Governance
Catalog and access governance are contracts too.
ContractForge separates table metadata from access control because they usually have different permissions, reviewers and operational blast radius.
Annotations
Annotations describe the table and its fields. They can be applied after the target exists, and failures follow the configured policy.
# contracts/silver/s_customers.annotations.yaml
target:
catalog: main
schema: crm_curated
table: s_customers
policy: warn
table:
description: Current customer dimension.
tags:
domain: crm
contains_pii: "true"
columns:
email:
description: Customer email address.
pii:
enabled: true
type: email
sensitivity: restricted
from contractforge import ingest
result = ingest(
source_table="main.crm_raw.customers",
target_catalog="main",
target_schema="crm_curated",
target_table="s_customers",
mode="scd1_hash_diff",
hash_keys=["customer_id"],
annotations={
"policy": "warn",
"table": {
"description": "Current customer dimension.",
"tags": {"domain": "crm", "contains_pii": "true"},
},
"columns": {
"email": {
"description": "Customer email address.",
"pii": {
"enabled": True,
"type": "email",
"sensitivity": "restricted",
},
},
},
},
)
Operations metadata
Operations contracts feed dashboards and alerting systems without coupling the library to Slack, Teams, PagerDuty or another notification provider.
# contracts/silver/s_customers.operations.yaml
target:
catalog: main
schema: crm_curated
table: s_customers
operations:
business_owner: sales-ops
technical_owner: data-engineering
support_group: data-platform
criticality: high
expected_frequency: daily
freshness_sla_minutes: 180
runbook_url: https://example.com/runbooks/customers
from contractforge import ingest
result = ingest(
source_table="main.crm_raw.customers",
target_catalog="main",
target_schema="crm_curated",
target_table="s_customers",
mode="scd1_hash_diff",
hash_keys=["customer_id"],
operations={
"business_owner": "sales-ops",
"technical_owner": "data-engineering",
"support_group": "data-platform",
"criticality": "high",
"expected_frequency": "daily",
"freshness_sla_minutes": 180,
"runbook_url": "https://example.com/runbooks/customers",
},
)
Access is deferred by design
Normal ingestion should not require elevated security privileges. Access contracts are validated and applied through dedicated commands.

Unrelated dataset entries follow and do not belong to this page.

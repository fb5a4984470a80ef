//! Core utilities and types shared across all Vireo crates

pub mod config;
pub mod error;
pub mod logging;
pub mod system;

// Re-export commonly used types
pub use config::{load_config, save_config, Config};
pub use error::{ErrorCategory, VireoError, VireoResult};
pub use logging::init_logging;

// Re-export system utilities
pub use system::{
    index_dir, reference_dir, staging_dir, vireo_data_dir, vireo_home, vireo_temp_dir,
};

/// Version information for the Vireo project
pub const VERSION: &str = env!("CARGO_PKG_VERSION");
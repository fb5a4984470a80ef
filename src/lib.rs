//! Vireo: versioned reference index builds
//!
//! Rebuilds every OTU named in a manifest at its pinned version, writes the
//! reference FASTA and gzip JSON export, runs `bowtie2-build`, and advances
//! last-indexed bookkeeping. A failed build is rolled back completely.
//!
//! The workspace crates are re-exported under short module names:
//!
//! ```no_run
//! use std::sync::Arc;
//! use vireo::build::{BuildContext, BuildOrchestrator, Manifest};
//! use vireo::storage::{MemoryStore, SnapshotHistory};
//! use vireo::tools::TokioProcessRunner;
//!
//! # async fn run() -> vireo::VireoResult<()> {
//! let ctx = BuildContext::new(
//!     Arc::new(MemoryStore::new()),
//!     Arc::new(SnapshotHistory::new()),
//!     Arc::new(TokioProcessRunner::new()),
//!     Manifest::from_json(r#"{"A": 2, "B": 1}"#)?,
//!     "reference-1",
//! );
//! let report = BuildOrchestrator::new(ctx).run().await?;
//! println!("index {} is ready", report.index_id);
//! # Ok(())
//! # }
//! ```

pub use vireo_bio as bio;
pub use vireo_build as build;
pub use vireo_core as core;
pub use vireo_storage as storage;
pub use vireo_tools as tools;

pub use vireo_build::{BuildContext, BuildOrchestrator, BuildReport, Manifest};
pub use vireo_core::{init_logging, load_config, Config, VireoError, VireoResult};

contractforge validate-access contracts/silver/s_customers
contractforge governance-check contracts/silver/s_customers
contractforge apply-access contracts/silver/s_customers
A data writer can load a table without becoming the principal responsible for grants, row filters or column masks.
Policy behavior
Governance failures are operationally different from write failures. The policy controls whether metadata/access drift should block the workflow, be recorded as warning evidence or be ignored intentionally.
| Area | Policy | Behavior | When to use |
|---|---|---|---|
| Annotations | warn | Attempt to apply comments/tags; record warnings without failing the data write. | Default for gradual rollout and mixed permissions. |
| Annotations | fail | Fail the ingestion result if annotations cannot be applied. | Use when catalog metadata is part of the release contract. |
| Annotations | ignore | Skip annotation application. | Use for environments without catalog permissions. |
| Access | validate_only | Validate access contract and record preview/drift evidence without applying changes. | Pull requests, CI and separation-of-duties workflows. |
| Access | apply | Apply grants, filters and masks through a privileged workflow. | Deployment jobs owned by a security principal. |
| Access | ignore | Skip access checks and application. | Local development or non-Unity-Catalog environments. |
Governance lifecycle
- Validate the bundle. Check that annotations, operations and access rules reference fields that exist in the ingestion target.
- Run ingestion. Data is written first so the table and columns physically exist.
- Apply annotations and operations. Comments, tags and ownership records are applied and logged.
- Apply access separately. Security changes are previewed, validated and executed through the dedicated access workflow.
PII as annotation, not transformation
PII classification describes the data. It should not automatically mask or mutate values during ingestion. Masking belongs in catalog access policies or downstream security functions.
# In *.annotations.yaml
columns:
national_id:
description: Government-issued identifier.
pii:
enabled: true
type: national_id
sensitivity: confidential
tags:
retention_policy: restricted
masking_candidate: "true"
annotations = {
"columns": {
"national_id": {
"description": "Government-issued identifier.",
"pii": {
"enabled": True,
"type": "national_id",
"sensitivity": "confidential",
},
"tags": {
"retention_policy": "restricted",
"masking_candidate": "true",
},
},
},
}
Drift and audit tables
Governance actions are written to control tables so teams can answer what metadata was applied, what failed and what was intentionally deferred.
| Table | Use |
|---|---|
ctrl_ingestion_annotations | Applied, warned, ignored or failed table/column annotations. |
ctrl_ingestion_operations | Ownership, criticality, SLA and support metadata snapshots. |
ctrl_ingestion_access | Access validation/application evidence, including drift status. |
Useful governance queries
Tables with PII annotations
SELECT
target_table,
column_name,
key,
value,
status,
annotation_ts_utc
FROM main.ops.ctrl_ingestion_annotations
WHERE annotation_type = 'pii'
ORDER BY annotation_ts_utc DESC;
Access actions that require follow-up
SELECT
target_table,
access_type,
principal,
privilege,
column_name,
function_name,
status,
error_message,
access_ts_utc
FROM main.ops.ctrl_ingestion_access
WHERE status <> 'APPLIED'
ORDER BY access_ts_utc DESC;